Entanglement entropy in the two-dimensional random transverse field Ising model

The scaling behavior of the entanglement entropy in the two-dimensional random transverse field Ising model is numerically studied through the strong disordered renormalization group method. We find that the leading term of the entanglement entropy always linearly scales with the block size. However, besides this area law contribution, we find a subleading logarithmic correction at the quantum critical point.
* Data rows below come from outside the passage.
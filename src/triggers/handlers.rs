use axum::{
    extract::State,
    http::StatusCode,
    routing::get,
    Json, Router,
};
use tracing::{info, instrument};
use validator::Validate;

use super::{
    dto::{Trigger, TriggerRequest},
    repo,
};
use crate::{
    auth::extractors::CurrentUser,
    error::AppError,
    extract::IdPath,
    state::AppState,
};

const NOT_FOUND: &str = "Trigger not found";
const ALREADY_REGISTERED: &str = "Trigger already registered";
const NAME_TAKEN: &str = "Another trigger already has this name";

pub fn routes() -> Router<AppState> {
    Router::new()
        .route("/", get(list_triggers).post(create_trigger))
        .route(
            "/:id",
            get(get_trigger).put(update_trigger).delete(delete_trigger),
        )
}

#[instrument(skip(state, user, payload))]
pub async fn create_trigger(
    State(state): State<AppState>,
    CurrentUser(user): CurrentUser,
    Json(payload): Json<TriggerRequest>,
) -> Result<(StatusCode, Json<Trigger>), AppError> {
    let payload = payload.normalized();
    payload.validate()?;

    if repo::find_by_name(&state.db, user.id, &payload.name).await?.is_some() {
        return Err(AppError::Conflict(ALREADY_REGISTERED.into()));
    }
    let trigger = repo::create(&state.db, user.id, &payload.name)
        .await
        .map_err(|e| AppError::from_store(e, ALREADY_REGISTERED))?;

    info!(user_id = user.id, trigger_id = trigger.id, "trigger created");
    Ok((StatusCode::CREATED, Json(trigger)))
}

#[instrument(skip(state, user))]
pub async fn list_triggers(
    State(state): State<AppState>,
    CurrentUser(user): CurrentUser,
) -> Result<Json<Vec<Trigger>>, AppError> {
    Ok(Json(repo::list_by_user(&state.db, user.id).await?))
}

#[instrument(skip(state, user))]
pub async fn get_trigger(
    State(state): State<AppState>,
    CurrentUser(user): CurrentUser,
    IdPath(id): IdPath,
) -> Result<Json<Trigger>, AppError> {
    repo::get(&state.db, user.id, id)
        .await?
        .map(Json)
        .ok_or_else(|| AppError::NotFound(NOT_FOUND.into()))
}

#[instrument(skip(state, user, payload))]
pub async fn update_trigger(
    State(state): State<AppState>,
    CurrentUser(user): CurrentUser,
    IdPath(id): IdPath,
    Json(payload): Json<TriggerRequest>,
) -> Result<Json<Trigger>, AppError> {
    let payload = payload.normalized();
    payload.validate()?;

    if repo::get(&state.db, user.id, id).await?.is_none() {
        return Err(AppError::NotFound(NOT_FOUND.into()));
    }
    if let Some(existing) = repo::find_by_name(&state.db, user.id, &payload.name).await? {
        if existing.id != id {
            return Err(AppError::Conflict(NAME_TAKEN.into()));
        }
    }
    let trigger = repo::rename(&state.db, user.id, id, &payload.name)
        .await
        .map_err(|e| AppError::from_store(e, NAME_TAKEN))?;
    Ok(Json(trigger))
}

#[instrument(skip(state, user))]
pub async fn delete_trigger(
    State(state): State<AppState>,
    CurrentUser(user): CurrentUser,
    IdPath(id): IdPath,
) -> Result<StatusCode, AppError> {
    if !repo::delete(&state.db, user.id, id).await? {
        return Err(AppError::NotFound(NOT_FOUND.into()));
    }
    info!(user_id = user.id, trigger_id = id, "trigger deleted");
    Ok(StatusCode::NO_CONTENT)
}
use axum::{
    extract::State,
    http::StatusCode,
    routing::get,
    Json, Router,
};
use tracing::{info, instrument};
use validator::Validate;

use super::{
    dto::{CreateMedicationRequest, Medication, UpdateMedicationRequest},
    repo,
};
use crate::{
    auth::extractors::CurrentUser,
    error::AppError,
    extract::IdPath,
    state::AppState,
};

const NOT_FOUND: &str = "Medication not found";
const ALREADY_REGISTERED: &str = "Medication already registered";
const NAME_TAKEN: &str = "Another medication already has this name";

pub fn routes() -> Router<AppState> {
    Router::new()
        .route("/", get(list_medications).post(create_medication))
        .route(
            "/:id",
            get(get_medication)
                .put(update_medication)
                .delete(delete_medication),
        )
}

#[instrument(skip(state, user, payload))]
pub async fn create_medication(
    State(state): State<AppState>,
    CurrentUser(user): CurrentUser,
    Json(payload): Json<CreateMedicationRequest>,
) -> Result<(StatusCode, Json<Medication>), AppError> {
    let payload = payload.normalized();
    payload.validate()?;

    if repo::find_by_name(&state.db, user.id, &payload.name).await?.is_some() {
        return Err(AppError::Conflict(ALREADY_REGISTERED.into()));
    }
    let medication = repo::create(&state.db, user.id, &payload.name, payload.dosage.as_deref())
        .await
        .map_err(|e| AppError::from_store(e, ALREADY_REGISTERED))?;

    info!(user_id = user.id, medication_id = medication.id, "medication created");
    Ok((StatusCode::CREATED, Json(medication)))
}

#[instrument(skip(state, user))]
pub async fn list_medications(
    State(state): State<AppState>,
    CurrentUser(user): CurrentUser,
) -> Result<Json<Vec<Medication>>, AppError> {
    Ok(Json(repo::list_by_user(&state.db, user.id).await?))
}

#[instrument(skip(state, user))]
pub async fn get_medication(
    State(state): State<AppState>,
    CurrentUser(user): CurrentUser,
    IdPath(id): IdPath,
) -> Result<Json<Medication>, AppError> {
    repo::get(&state.db, user.id, id)
        .await?
        .map(Json)
        .ok_or_else(|| AppError::NotFound(NOT_FOUND.into()))
}

#[instrument(skip(state, user, payload))]
pub async fn update_medication(
    State(state): State<AppState>,
    CurrentUser(user): CurrentUser,
    IdPath(id): IdPath,
    Json(payload): Json<UpdateMedicationRequest>,
) -> Result<Json<Medication>, AppError> {
    let payload = payload.normalized();
    payload.validate()?;

    if repo::get(&state.db, user.id, id).await?.is_none() {
        return Err(AppError::NotFound(NOT_FOUND.into()));
    }
    if let Some(name) = payload.name.as_deref() {
        if let Some(existing) = repo::find_by_name(&state.db, user.id, name).await? {
            if existing.id != id {
                return Err(AppError::Conflict(NAME_TAKEN.into()));
            }
        }
    }
    let medication = repo::update(
        &state.db,
        user.id,
        id,
        payload.name.as_deref(),
        payload.dosage.as_deref(),
    )
    .await
    .map_err(|e| AppError::from_store(e, NAME_TAKEN))?;
    Ok(Json(medication))
}

#[instrument(skip(state, user))]
pub async fn delete_medication(
    State(state): State<AppState>,
    CurrentUser(user): CurrentUser,
    IdPath(id): IdPath,
) -> Result<StatusCode, AppError> {
    if !repo::delete(&state.db, user.id, id).await? {
        return Err(AppError::NotFound(NOT_FOUND.into()));
    }
    info!(user_id = user.id, medication_id = id, "medication deleted");
    Ok(StatusCode::NO_CONTENT)
}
This correction is discussed from the point of view of an underlying percolation transition, both at finite and at zero temperature.

Figure 1

(Color online) Basic RG transformations (see text for details). Left: energy scale is a field and right: energy scale is an Ising coupling.

Figure 2

(Color online) (a) Finite-size scaling of magnetization ratio given in Eq. (2). (b) Entropy per surface $S\left(L\right)∕L$ vs $\ln \ln L$ at critical field $h_0^c=5.35$. The dashed line is a linear fit in $\ln \ln L$ scale. The deviation from $\ln \ln L$ is clearly seen in systems with $M⩾128$ for $40\lesssim L\lesssim 80$, where $S\left(L\right)∕L$ scales almost independently of $M$.

Figure 3

(Color online) (a) Scaling plots of $\delta S\left(L\right)$ to reveal the subleading term of $S\left(L\right)$ at critical field $h_0^c=5.35$ for different geometries of subsystem $A$: a square [in (a)] and a cross shape [in (b)]. The dashed lines are linear fits in $\ln L$ scale with $b_{\mathit{\text{square}}}=-0.019$ and $b_{\mathit{\text{cross}}}=-0.08$, respectively.

Figure 4

(Color online) (a) Scaling of the largest active cluster size $N_c$ during RG shows a signature of classical percolation at a finite energy scale. (b) Scaling of $\delta N$ at percolation threshold ${\Gamma }_{\infty }=5.27$ for $h_0=3.2$; $A$ is a line interval on the boundary. (c) Scaling of $\delta N$ at bond (upper) and site (lower) classical percolation thresholds; $A$ takes the geometry of a square. In (b) and (c), the dashed lines are linear fits in $\ln L$ scale with corresponding slope $b$ marked on the plot.